_What to produce_
Note each line of the entries that includes "MarketSnapshot". Then copy those lines.

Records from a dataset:
//! Telegram bot integration and handlers

pub mod admin;
pub mod bot;
pub mod broadcast;
pub mod commands;
pub mod gateway;
pub mod handlers;
pub mod join;
pub mod welcome;

/// Bot type used across the crate: requests are paced by teloxide's throttle adaptor.
pub type Bot = teloxide::adaptors::Throttle<teloxide::Bot>;

// Re-exports for convenience
pub use bot::{create_bot, setup_bot_commands, Command};
pub use gateway::{ChatGateway, DeliveryError, LinkButton, TelegramGateway};
pub use handlers::{schema, HandlerDeps, HandlerError};
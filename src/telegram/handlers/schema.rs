//! Dispatcher schema and handler chain builders

use chrono::Utc;
use teloxide::dispatching::{HandlerExt, UpdateFilterExt, UpdateHandler};
use teloxide::prelude::*;
use teloxide::types::{ChatJoinRequest, Message};

use super::types::{incoming_from_message, join_request_from, HandlerDeps, HandlerError};
use crate::telegram::bot::Command;
use crate::telegram::commands::{handle_command, handle_private_message};
use crate::telegram::gateway::TelegramGateway;
use crate::telegram::join::handle_join_request;
use crate::telegram::Bot;

/// Creates the main dispatcher schema for the Telegram bot.
///
/// Join requests from any chat, commands and other messages from private
/// chats only. Group and channel messages are ignored.
pub fn schema(deps: HandlerDeps) -> UpdateHandler<HandlerError> {
    let deps_join = deps.clone();
    let deps_commands = deps.clone();
    let deps_messages = deps;

    dptree::entry()
        .branch(join_request_handler(deps_join))
        .branch(command_handler(deps_commands))
        .branch(message_handler(deps_messages))
}

/// Handler for chat join requests
fn join_request_handler(deps: HandlerDeps) -> UpdateHandler<HandlerError> {
    Update::filter_chat_join_request().endpoint(move |bot: Bot, request: ChatJoinRequest| {
        let deps = deps.clone();
        async move {
            let Some(join_request) = join_request_from(&request) else {
                log::warn!("Ignoring join request with unusable user id {}", request.from.id);
                return Ok(());
            };

            let gateway = TelegramGateway::new(bot);
            let outcome = handle_join_request(&gateway, &deps, &join_request, Utc::now()).await?;
            log::debug!(
                "Join request of {} in {}: {:?}",
                join_request.user.id,
                join_request.chat.id,
                outcome
            );
            Ok(())
        }
    })
}

/// Handler for commands in private chats
fn command_handler(deps: HandlerDeps) -> UpdateHandler<HandlerError> {
    Update::filter_message()
        .filter(|msg: Message| msg.chat.is_private())
        .branch(dptree::entry().filter_command::<Command>().endpoint(
            move |bot: Bot, msg: Message, cmd: Command| {
                let deps = deps.clone();
                async move {
                    let Some(incoming) = incoming_from_message(&msg) else {
                        return Ok(());
                    };
                    let gateway = TelegramGateway::new(bot);
                    handle_command(&gateway, &deps, &incoming, cmd, Utc::now()).await?;
                    Ok(())
                }
            },
        ))
}

/// Handler for every other private message (pending admin input, activity tracking)
fn message_handler(deps: HandlerDeps) -> UpdateHandler<HandlerError> {
    Update::filter_message()
        .filter(|msg: Message| msg.chat.is_private())
        .endpoint(move |bot: Bot, msg: Message| {
            let deps = deps.clone();
            async move {
                let Some(incoming) = incoming_from_message(&msg) else {
                    return Ok(());
                };
                let gateway = TelegramGateway::new(bot);
                handle_private_message(&gateway, &deps, &incoming, Utc::now()).await?;
                Ok(())
            }
        })
}
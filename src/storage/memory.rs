use chrono::{DateTime, Utc};
use std::collections::HashMap;
use std::sync::{Mutex, MutexGuard};

use crate::core::error::AppResult;
use crate::core::types::{ApprovalEvent, ChatRecord, ChatRef, UserProfile, UserRecord, WelcomeMessage};
use crate::storage::Store;

#[derive(Default)]
struct Inner {
    users: HashMap<i64, UserRecord>,
    chats: HashMap<i64, ChatRecord>,
    events: Vec<ApprovalEvent>,
    welcome: Option<WelcomeMessage>,
}

/// In-process [`Store`] with the same upsert semantics as [`SqliteStore`](crate::storage::SqliteStore).
///
/// Used by tests and dry runs; nothing is persisted.
#[derive(Default)]
pub struct MemoryStore {
    inner: Mutex<Inner>,
}

impl MemoryStore {
    pub fn new() -> Self {
        Self::default()
    }

    fn lock(&self) -> MutexGuard<'_, Inner> {
        match self.inner.lock() {
            Ok(guard) => guard,
            Err(poisoned) => poisoned.into_inner(),
        }
    }

    fn upsert_user(inner: &mut Inner, user: &UserProfile, now: DateTime<Utc>, approvals: u32) {
        let record = inner.users.entry(user.id).or_insert_with(|| UserRecord {
            user_id: user.id,
            first_name: user.first_name.clone(),
            username: user.username.clone(),
            joined_at: now,
            last_seen_at: now,
            approval_count: 0,
        });
        record.first_name = user.first_name.clone();
        record.username = user.username.clone();
        record.last_seen_at = now;
        record.approval_count += approvals;
    }

    fn chat_entry<'a>(inner: &'a mut Inner, chat: &ChatRef, now: DateTime<Utc>) -> &'a mut ChatRecord {
        let record = inner.chats.entry(chat.id).or_insert_with(|| ChatRecord {
            chat_id: chat.id,
            title: None,
            added_at: now,
            approved_count: 0,
            failed_count: 0,
        });
        if chat.title.is_some() {
            record.title = chat.title.clone();
        }
        record
    }
}

impl Store for MemoryStore {
    fn get_user(&self, user_id: i64) -> AppResult<Option<UserRecord>> {
        Ok(self.lock().users.get(&user_id).cloned())
    }

    fn touch_user(&self, user: &UserProfile, now: DateTime<Utc>) -> AppResult<()> {
        Self::upsert_user(&mut self.lock(), user, now, 0);
        Ok(())
    }

    fn record_approval(&self, user: &UserProfile, chat: &ChatRef, now: DateTime<Utc>) -> AppResult<()> {
        let mut inner = self.lock();
        Self::upsert_user(&mut inner, user, now, 1);
        Self::chat_entry(&mut inner, chat, now).approved_count += 1;
        inner.events.push(ApprovalEvent {
            at: now,
            chat_id: chat.id,
            user_id: user.id,
            approved: true,
            error: None,
        });
        Ok(())
    }

    fn record_failed_approval(
        &self,
        chat: &ChatRef,
        user: &UserProfile,
        error: &str,
        now: DateTime<Utc>,
    ) -> AppResult<()> {
        let mut inner = self.lock();
        Self::chat_entry(&mut inner, chat, now).failed_count += 1;
        inner.events.push(ApprovalEvent {
            at: now,
            chat_id: chat.id,
            user_id: user.id,
            approved: false,
            error: Some(error.to_string()),
        });
        Ok(())
    }

    fn list_approval_events(&self, since: DateTime<Utc>) -> AppResult<Vec<ApprovalEvent>> {
        let mut events: Vec<ApprovalEvent> = self.lock().events.iter().filter(|e| e.at >= since).cloned().collect();
        events.sort_by_key(|e| e.at);
        Ok(events)
    }

    fn count_approval_errors(&self) -> AppResult<u64> {
        Ok(self.lock().events.iter().filter(|e| e.error.is_some()).count() as u64)
    }

    fn list_users(&self) -> AppResult<Vec<UserRecord>> {
        let mut users: Vec<UserRecord> = self.lock().users.values().cloned().collect();
        users.sort_by_key(|u| (u.joined_at, u.user_id));
        Ok(users)
    }

    fn list_chats(&self) -> AppResult<Vec<ChatRecord>> {
        let mut chats: Vec<ChatRecord> = self.lock().chats.values().cloned().collect();
        chats.sort_by_key(|c| (c.added_at, c.chat_id));
        Ok(chats)
    }

    fn get_welcome(&self) -> AppResult<Option<WelcomeMessage>> {
        Ok(self.lock().welcome.clone())
    }

    fn set_welcome(&self, welcome: &WelcomeMessage) -> AppResult<()> {
        self.lock().welcome = Some(welcome.clone());
        Ok(())
    }
}

#[cfg(test)]
mod tests {
    use super::*;
    use chrono::TimeZone;

    #[test]
    fn test_memory_store_matches_upsert_semantics() {
        let store = MemoryStore::new();
        let t0 = Utc.with_ymd_and_hms(2026, 5, 1, 8, 0, 0).unwrap();
        let t1 = Utc.with_ymd_and_hms(2026, 5, 1, 9, 0, 0).unwrap();
        let chat = ChatRef {
            id: -1,
            title: Some("Club".to_string()),
        };
        let ann = UserProfile::new(1, "Ann");

        store.touch_user(&ann, t0).unwrap();
        store.record_approval(&ann, &chat, t1).unwrap();
        store
            .record_failed_approval(&ChatRef { id: -1, title: None }, &UserProfile::new(2, "Bob"), "boom", t1)
            .unwrap();

        let user = store.get_user(1).unwrap().unwrap();
        assert_eq!(user.joined_at, t0);
        assert_eq!(user.last_seen_at, t1);
        assert_eq!(user.approval_count, 1);

        let chats = store.list_chats().unwrap();
        assert_eq!(chats.len(), 1);
        assert_eq!(chats[0].title.as_deref(), Some("Club"));
        assert_eq!((chats[0].approved_count, chats[0].failed_count), (1, 1));

        assert_eq!(store.list_approval_events(t0).unwrap().len(), 2);
        assert_eq!(store.count_approval_errors().unwrap(), 1);
        assert!(store.get_user(2).unwrap().is_none());
    }
}
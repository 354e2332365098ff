//! Signal Combiner / Decision Gate
//!
//! Merges detector and correlator output into one action:
//! - fast path: strong bottom reversal on a fake drop buys without the advisor
//! - escalation: advisor consulted only above the account's confidence floor,
//!   on a non-HOLD suggestion, once per cooldown interval
//! - fallback: advisor failure or malformed output degrades to the
//!   deterministic suggestion at 80% of its confidence

use chrono::{DateTime, Duration as ChronoDuration, Utc};
use serde::{Deserialize, Serialize};
use std::collections::HashMap;
use std::sync::{Arc, Mutex, RwLock};
use std::time::Duration;
use tracing::{debug, info, warn};

use crate::advisor::{Advisor, AdvisorDecision, AdvisorRequest, MarketSummary};
use crate::config::{AccountSettings, EngineConfig};
use crate::correlator::{CombinedSignal, ManipulationType};
use crate::error::{EngineError, EngineResult};
use crate::history::MarketSnapshot;
use crate::patterns::{PatternAnalysis, PatternType};
use crate::persistence::{DecisionLog, DecisionRoute};
use crate::types::{AccountBalances, AccountId, Suggestion};

/// Bottom-reversal confidence needed for the fast path
pub const FAST_PATH_MIN_CONFIDENCE: f64 = 85.0;
/// Fallback confidence as a fraction of the adjusted confidence
pub const FALLBACK_CONFIDENCE_FACTOR: f64 = 0.8;
/// Similar past decisions passed to the advisor
pub const ADVISOR_HISTORY_LIMIT: usize = 10;
/// Recent ticks passed to the advisor
const ADVISOR_RECENT_TICKS: usize = 20;

// ─────────────────────────────────────────────────────────────────────────────
// Clock
// ─────────────────────────────────────────────────────────────────────────────

/// Wall-clock source for cooldowns
pub trait Clock: Send + Sync {
    fn now(&self) -> DateTime<Utc>;
}

#[derive(Debug, Clone, Copy, Default)]
pub struct SystemClock;

impl Clock for SystemClock {
    fn now(&self) -> DateTime<Utc> {
        Utc::now()
    }
}

/// Clock moved by hand, for tests and historical replay
#[derive(Debug)]
pub struct ManualClock {
    now: RwLock<DateTime<Utc>>,
}

impl ManualClock {
    pub fn new(start: DateTime<Utc>) -> Self {
        Self {
            now: RwLock::new(start),
        }
    }

    pub fn set(&self, to: DateTime<Utc>) {
        if let Ok(mut now) = self.now.write() {
            *now = to;
        }
    }

    pub fn advance(&self, by: ChronoDuration) {
        if let Ok(mut now) = self.now.write() {
            *now += by;
        }
    }
}

impl Clock for ManualClock {
    fn now(&self) -> DateTime<Utc> {
        self.now.read().map(|n| *n).unwrap_or_else(|_| Utc::now())
    }
}

// ─────────────────────────────────────────────────────────────────────────────
// Gate
// ─────────────────────────────────────────────────────────────────────────────

/// Everything the gate looks at for one account and cycle
pub struct GateInput<'a> {
    pub account: &'a AccountId,
    pub settings: &'a AccountSettings,
    pub snapshot: &'a MarketSnapshot,
    pub analysis: &'a PatternAnalysis,
    pub signal: &'a CombinedSignal,
    pub balances: AccountBalances,
}

/// Chosen action and how it was reached
#[derive(Debug, Clone, PartialEq, Serialize, Deserialize)]
pub struct GateDecision {
    pub route: DecisionRoute,
    pub action: Suggestion,
    /// Confidence attached to the action (not clamped)
    pub confidence: f64,
    /// Pattern confidence plus correlator boost (not clamped)
    pub adjusted_confidence: f64,
    /// Size override for percentage sizing
    pub size_percent: Option<f64>,
    pub reasoning: String,
}

impl GateDecision {
    /// HOLD without escalating
    pub fn abstain(adjusted_confidence: f64, reasoning: impl Into<String>) -> Self {
        Self {
            route: DecisionRoute::Abstain,
            action: Suggestion::Hold,
            confidence: adjusted_confidence,
            adjusted_confidence,
            size_percent: None,
            reasoning: reasoning.into(),
        }
    }
}

/// `pattern confidence + correlator boost`, deliberately unclamped
pub fn adjusted_confidence(analysis: &PatternAnalysis, signal: &CombinedSignal) -> f64 {
    analysis.confidence + signal.confidence_boost
}

/// Bottom reversal ≥85 while the correlator flags a fake drop
pub fn is_fast_path(analysis: &PatternAnalysis, signal: &CombinedSignal) -> bool {
    signal.manipulation_type == ManipulationType::FakeDrop
        && analysis
            .get(PatternType::BottomReversal)
            .map(|p| p.confidence >= FAST_PATH_MIN_CONFIDENCE)
            .unwrap_or(false)
}

pub struct DecisionGate {
    advisor: Arc<dyn Advisor>,
    clock: Arc<dyn Clock>,
    cooldown: ChronoDuration,
    advisor_timeout: Duration,
    fast_path_size_percent: f64,
    /// Last advisor call per account
    last_advisor_call: Mutex<HashMap<AccountId, DateTime<Utc>>>,
}

impl DecisionGate {
    pub fn new(advisor: Arc<dyn Advisor>, clock: Arc<dyn Clock>, config: &EngineConfig) -> Self {
        Self {
            advisor,
            clock,
            cooldown: config.advisor_cooldown(),
            advisor_timeout: config.advisor_timeout(),
            fast_path_size_percent: config.fast_path_size_percent,
            last_advisor_call: Mutex::new(HashMap::new()),
        }
    }

    pub fn last_advisor_call(&self, account: &AccountId) -> Option<DateTime<Utc>> {
        self.last_advisor_call
            .lock()
            .ok()
            .and_then(|calls| calls.get(account).copied())
    }

    /// Cooldown elapsed; when it has, the call slot is taken immediately
    fn try_claim_advisor(&self, account: &AccountId) -> EngineResult<bool> {
        let now = self.clock.now();
        let mut calls = self.last_advisor_call.lock().map_err(|_| {
            EngineError::InvariantViolation("advisor cooldown table poisoned".to_string())
        })?;
        if let Some(last) = calls.get(account) {
            if now - *last < self.cooldown {
                return Ok(false);
            }
        }
        calls.insert(account.clone(), now);
        Ok(true)
    }

    pub async fn decide(
        &self,
        input: GateInput<'_>,
        decisions: &dyn DecisionLog,
    ) -> EngineResult<GateDecision> {
        let analysis = input.analysis;
        let signal = input.signal;
        let min_confidence = input.settings.min_confidence;
        let adjusted = adjusted_confidence(analysis, signal);

        if is_fast_path(analysis, signal) {
            info!(
                account = %input.account,
                adjusted_confidence = adjusted,
                "⚡ Fast path: bottom reversal on fake drop, buying without advisor"
            );
            return Ok(GateDecision {
                route: DecisionRoute::FastPath,
                action: Suggestion::Buy,
                confidence: adjusted,
                adjusted_confidence: adjusted,
                size_percent: Some(self.fast_path_size_percent),
                reasoning: "bottom reversal confirmed by fake drop".to_string(),
            });
        }

        if !analysis.has_patterns() {
            return Ok(GateDecision::abstain(adjusted, "no pattern detected"));
        }
        if adjusted < min_confidence {
            return Ok(GateDecision::abstain(
                adjusted,
                format!("confidence {:.1} below minimum {:.0}", adjusted, min_confidence),
            ));
        }
        if analysis.suggestion == Suggestion::Hold {
            return Ok(GateDecision::abstain(adjusted, "detector suggests HOLD"));
        }
        if !self.try_claim_advisor(input.account)? {
            debug!(account = %input.account, "Advisor cooldown active");
            return Ok(GateDecision::abstain(adjusted, "advisor cooldown active"));
        }

        let request = AdvisorRequest {
            account_id: input.account.to_string(),
            market_snapshot: MarketSummary {
                price: input.snapshot.latest_price().unwrap_or_default(),
                recent_ticks: input
                    .snapshot
                    .ticks
                    .iter()
                    .take(ADVISOR_RECENT_TICKS)
                    .cloned()
                    .collect(),
            },
            pattern_analysis: analysis.clone(),
            correlator_signal: signal.clone(),
            account_balances: input.balances,
            adjusted_confidence: adjusted,
            min_confidence,
            max_loss_percent: input.settings.max_loss_percent,
            history: decisions.similar(&analysis.pattern_types(), ADVISOR_HISTORY_LIMIT),
        };

        info!(
            account = %input.account,
            advisor = self.advisor.name(),
            suggestion = %analysis.suggestion,
            adjusted_confidence = adjusted,
            "🧠 Escalating to advisor"
        );

        let raw = match tokio::time::timeout(self.advisor_timeout, self.advisor.advise(&request))
            .await
        {
            Ok(result) => result,
            Err(_) => Err(EngineError::Timeout {
                collaborator: "advisor",
                after_ms: self.advisor_timeout.as_millis() as u64,
            }),
        };

        let validated = raw.and_then(|value| AdvisorDecision::from_value(&value));
        match validated {
            Ok(decision) if decision.is_usable() => {
                Ok(self.accept_advice(input.account, decision, adjusted, min_confidence))
            }
            Ok(decision) => {
                warn!(
                    account = %input.account,
                    fields = ?decision.defaulted_fields,
                    "⚠️ Advisor output unusable, using fallback"
                );
                Ok(fallback(analysis, adjusted, "advisor output unusable"))
            }
            Err(e) => {
                warn!(account = %input.account, error = %e, "⚠️ Advisor failed, using fallback");
                Ok(fallback(analysis, adjusted, &format!("advisor failed: {}", e)))
            }
        }
    }

    fn accept_advice(
        &self,
        account: &AccountId,
        decision: AdvisorDecision,
        adjusted: f64,
        min_confidence: f64,
    ) -> GateDecision {
        let action = if decision.action != Suggestion::Hold && decision.confidence >= min_confidence
        {
            decision.action
        } else {
            Suggestion::Hold
        };
        let size_percent = if decision.defaulted_fields.contains(&"sizePercent") {
            None
        } else {
            Some(decision.size_percent)
        };

        info!(
            account = %account,
            advised = %decision.action,
            action = %action,
            confidence = decision.confidence,
            "🧠 Advisor decision"
        );

        GateDecision {
            route: DecisionRoute::Advisor,
            action,
            confidence: decision.confidence,
            adjusted_confidence: adjusted,
            size_percent,
            reasoning: decision.reasoning,
        }
    }
}

/// Detector suggestion at 80% of the adjusted confidence; the escalation
/// threshold was already cleared, so it is not applied a second time
fn fallback(analysis: &PatternAnalysis, adjusted: f64, reason: &str) -> GateDecision {
    let confidence = adjusted * FALLBACK_CONFIDENCE_FACTOR;
    GateDecision {
        route: DecisionRoute::Fallback,
        action: analysis.suggestion,
        confidence,
        adjusted_confidence: adjusted,
        size_percent: None,
        reasoning: format!("{}; deterministic {} at {:.1}", reason, analysis.suggestion, confidence),
    }
}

_Written solution_
use crate::history::MarketSnapshot;
    pub snapshot: &'a MarketSnapshot,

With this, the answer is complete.